=== Exercise aim ===
Every word of every entry must be retyped exactly.

· · · ·

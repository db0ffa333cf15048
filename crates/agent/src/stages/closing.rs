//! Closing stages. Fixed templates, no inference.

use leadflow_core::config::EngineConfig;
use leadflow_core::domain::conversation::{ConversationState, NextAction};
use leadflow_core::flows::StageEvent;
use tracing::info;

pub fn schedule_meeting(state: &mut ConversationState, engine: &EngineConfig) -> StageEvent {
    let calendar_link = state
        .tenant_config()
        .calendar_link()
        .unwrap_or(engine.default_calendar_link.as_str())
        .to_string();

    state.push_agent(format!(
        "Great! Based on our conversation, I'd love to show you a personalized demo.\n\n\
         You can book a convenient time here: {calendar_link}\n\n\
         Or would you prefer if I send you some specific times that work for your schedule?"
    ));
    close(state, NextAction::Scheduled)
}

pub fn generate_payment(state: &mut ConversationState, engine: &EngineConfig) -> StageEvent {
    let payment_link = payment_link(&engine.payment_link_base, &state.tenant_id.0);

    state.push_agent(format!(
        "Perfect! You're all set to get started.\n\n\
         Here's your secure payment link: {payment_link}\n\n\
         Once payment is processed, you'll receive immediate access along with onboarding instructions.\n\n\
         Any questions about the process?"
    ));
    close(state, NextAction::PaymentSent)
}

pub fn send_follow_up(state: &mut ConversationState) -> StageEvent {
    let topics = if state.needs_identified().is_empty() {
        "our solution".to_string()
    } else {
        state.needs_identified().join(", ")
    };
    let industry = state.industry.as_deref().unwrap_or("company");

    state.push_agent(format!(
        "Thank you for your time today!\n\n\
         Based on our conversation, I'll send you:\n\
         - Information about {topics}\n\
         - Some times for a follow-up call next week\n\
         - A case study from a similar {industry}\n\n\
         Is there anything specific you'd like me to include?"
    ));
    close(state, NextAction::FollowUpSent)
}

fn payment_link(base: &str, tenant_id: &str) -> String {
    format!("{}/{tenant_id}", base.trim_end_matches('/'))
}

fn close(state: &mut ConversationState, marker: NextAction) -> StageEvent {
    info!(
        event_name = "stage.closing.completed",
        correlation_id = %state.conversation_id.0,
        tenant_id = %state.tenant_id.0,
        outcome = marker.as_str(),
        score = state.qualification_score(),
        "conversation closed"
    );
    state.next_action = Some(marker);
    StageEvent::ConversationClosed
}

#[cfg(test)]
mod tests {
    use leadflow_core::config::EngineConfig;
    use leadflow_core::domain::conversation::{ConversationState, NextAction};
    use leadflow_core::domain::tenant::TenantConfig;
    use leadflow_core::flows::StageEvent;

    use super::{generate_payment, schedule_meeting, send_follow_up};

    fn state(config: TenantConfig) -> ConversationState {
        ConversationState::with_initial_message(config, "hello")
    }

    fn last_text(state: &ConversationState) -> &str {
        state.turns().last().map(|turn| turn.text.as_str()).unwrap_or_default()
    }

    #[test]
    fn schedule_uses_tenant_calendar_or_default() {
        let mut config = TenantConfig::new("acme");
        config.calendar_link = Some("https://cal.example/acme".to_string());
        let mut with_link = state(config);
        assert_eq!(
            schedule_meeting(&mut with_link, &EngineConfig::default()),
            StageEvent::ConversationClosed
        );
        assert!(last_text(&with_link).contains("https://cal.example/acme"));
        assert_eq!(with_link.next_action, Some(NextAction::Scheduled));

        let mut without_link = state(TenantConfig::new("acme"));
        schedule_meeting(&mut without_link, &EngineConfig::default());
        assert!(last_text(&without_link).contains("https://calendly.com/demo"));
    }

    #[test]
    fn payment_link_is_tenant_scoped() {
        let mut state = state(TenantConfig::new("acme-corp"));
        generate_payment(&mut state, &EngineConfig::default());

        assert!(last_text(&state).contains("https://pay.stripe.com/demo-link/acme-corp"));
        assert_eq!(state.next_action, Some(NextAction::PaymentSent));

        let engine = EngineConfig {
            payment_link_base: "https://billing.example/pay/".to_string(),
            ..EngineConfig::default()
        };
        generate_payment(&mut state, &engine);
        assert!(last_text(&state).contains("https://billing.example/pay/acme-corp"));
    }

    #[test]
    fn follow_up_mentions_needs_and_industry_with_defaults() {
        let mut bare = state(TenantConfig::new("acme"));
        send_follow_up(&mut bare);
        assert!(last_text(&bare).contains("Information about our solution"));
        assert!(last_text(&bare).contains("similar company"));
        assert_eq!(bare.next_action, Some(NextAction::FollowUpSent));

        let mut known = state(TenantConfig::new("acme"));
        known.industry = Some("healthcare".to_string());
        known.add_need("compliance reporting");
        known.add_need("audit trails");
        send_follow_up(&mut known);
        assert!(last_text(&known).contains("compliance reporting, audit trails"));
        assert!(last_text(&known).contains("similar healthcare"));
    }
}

· · · ·

=== Problem solution ===
repository db0ffa333cf15048
filename crates/agent/src/stages/closing.rs
//! Closing stages. Fixed templates, no inference.

use leadflow_core::config::EngineConfig;
use leadflow_core::domain::conversation::{ConversationState, NextAction};
use leadflow_core::flows::StageEvent;
use tracing::info;

pub fn schedule_meeting(state: &mut ConversationState, engine: &EngineConfig) -> StageEvent {
    let calendar_link = state
        .tenant_config()
        .calendar_link()
        .unwrap_or(engine.default_calendar_link.as_str())
        .to_string();

    state.push_agent(format!(
        "Great! Based on our conversation, I'd love to show you a personalized demo.\n\n\
         You can book a convenient time here: {calendar_link}\n\n\
         Or would you prefer if I send you some specific times that work for your schedule?"
    ));
    close(state, NextAction::Scheduled)
}

pub fn generate_payment(state: &mut ConversationState, engine: &EngineConfig) -> StageEvent {
    let payment_link = payment_link(&engine.payment_link_base, &state.tenant_id.0);

    state.push_agent(format!(
        "Perfect! You're all set to get started.\n\n\
         Here's your secure payment link: {payment_link}\n\n\
         Once payment is processed, you'll receive immediate access along with onboarding instructions.\n\n\
         Any questions about the process?"
    ));
    close(state, NextAction::PaymentSent)
}

pub fn send_follow_up(state: &mut ConversationState) -> StageEvent {
    let topics = if state.needs_identified().is_empty() {
        "our solution".to_string()
    } else {
        state.needs_identified().join(", ")
    };
    let industry = state.industry.as_deref().unwrap_or("company");

    state.push_agent(format!(
        "Thank you for your time today!\n\n\
         Based on our conversation, I'll send you:\n\
         - Information about {topics}\n\
         - Some times for a follow-up call next week\n\
         - A case study from a similar {industry}\n\n\
         Is there anything specific you'd like me to include?"
    ));
    close(state, NextAction::FollowUpSent)
}

fn payment_link(base: &str, tenant_id: &str) -> String {
    format!("{}/{tenant_id}", base.trim_end_matches('/'))
}

fn close(state: &mut ConversationState, marker: NextAction) -> StageEvent {
    info!(
        event_name = "stage.closing.completed",
        correlation_id = %state.conversation_id.0,
        tenant_id = %state.tenant_id.0,
        outcome = marker.as_str(),
        score = state.qualification_score(),
        "conversation closed"
    );
    state.next_action = Some(marker);
    StageEvent::ConversationClosed
}

#[cfg(test)]
mod tests {
    use leadflow_core::config::EngineConfig;
    use leadflow_core::domain::conversation::{ConversationState, NextAction};
    use leadflow_core::domain::tenant::TenantConfig;
    use leadflow_core::flows::StageEvent;

    use super::{generate_payment, schedule_meeting, send_follow_up};

    fn state(config: TenantConfig) -> ConversationState {
        ConversationState::with_initial_message(config, "hello")
    }

    fn last_text(state: &ConversationState) -> &str {
        state.turns().last().map(|turn| turn.text.as_str()).unwrap_or_default()
    }

    #[test]
    fn schedule_uses_tenant_calendar_or_default() {
        let mut config = TenantConfig::new("acme");
        config.calendar_link = Some("https://cal.example/acme".to_string());
        let mut with_link = state(config);
        assert_eq!(
            schedule_meeting(&mut with_link, &EngineConfig::default()),
            StageEvent::ConversationClosed
        );
        assert!(last_text(&with_link).contains("https://cal.example/acme"));
        assert_eq!(with_link.next_action, Some(NextAction::Scheduled));

        let mut without_link = state(TenantConfig::new("acme"));
        schedule_meeting(&mut without_link, &EngineConfig::default());
        assert!(last_text(&without_link).contains("https://calendly.com/demo"));
    }

    #[test]
    fn payment_link_is_tenant_scoped() {
        let mut state = state(TenantConfig::new("acme-corp"));
        generate_payment(&mut state, &EngineConfig::default());

        assert!(last_text(&state).contains("https://pay.stripe.com/demo-link/acme-corp"));
        assert_eq!(state.next_action, Some(NextAction::PaymentSent));

        let engine = EngineConfig {
            payment_link_base: "https://billing.example/pay/".to_string(),
            ..EngineConfig::default()
        };
        generate_payment(&mut state, &engine);
        assert!(last_text(&state).contains("https://billing.example/pay/acme-corp"));
    }

    #[test]
    fn follow_up_mentions_needs_and_industry_with_defaults() {
        let mut bare = state(TenantConfig::new("acme"));
        send_follow_up(&mut bare);
        assert!(last_text(&bare).contains("Information about our solution"));
        assert!(last_text(&bare).contains("similar company"));
        assert_eq!(bare.next_action, Some(NextAction::FollowUpSent));

        let mut known = state(TenantConfig::new("acme"));
        known.industry = Some("healthcare".to_string());
        known.add_need("compliance reporting");
        known.add_need("audit trails");
        send_follow_up(&mut known);
        assert!(last_text(&known).contains("compliance reporting, audit trails"));
        assert!(last_text(&known).contains("similar healthcare"));
    }
}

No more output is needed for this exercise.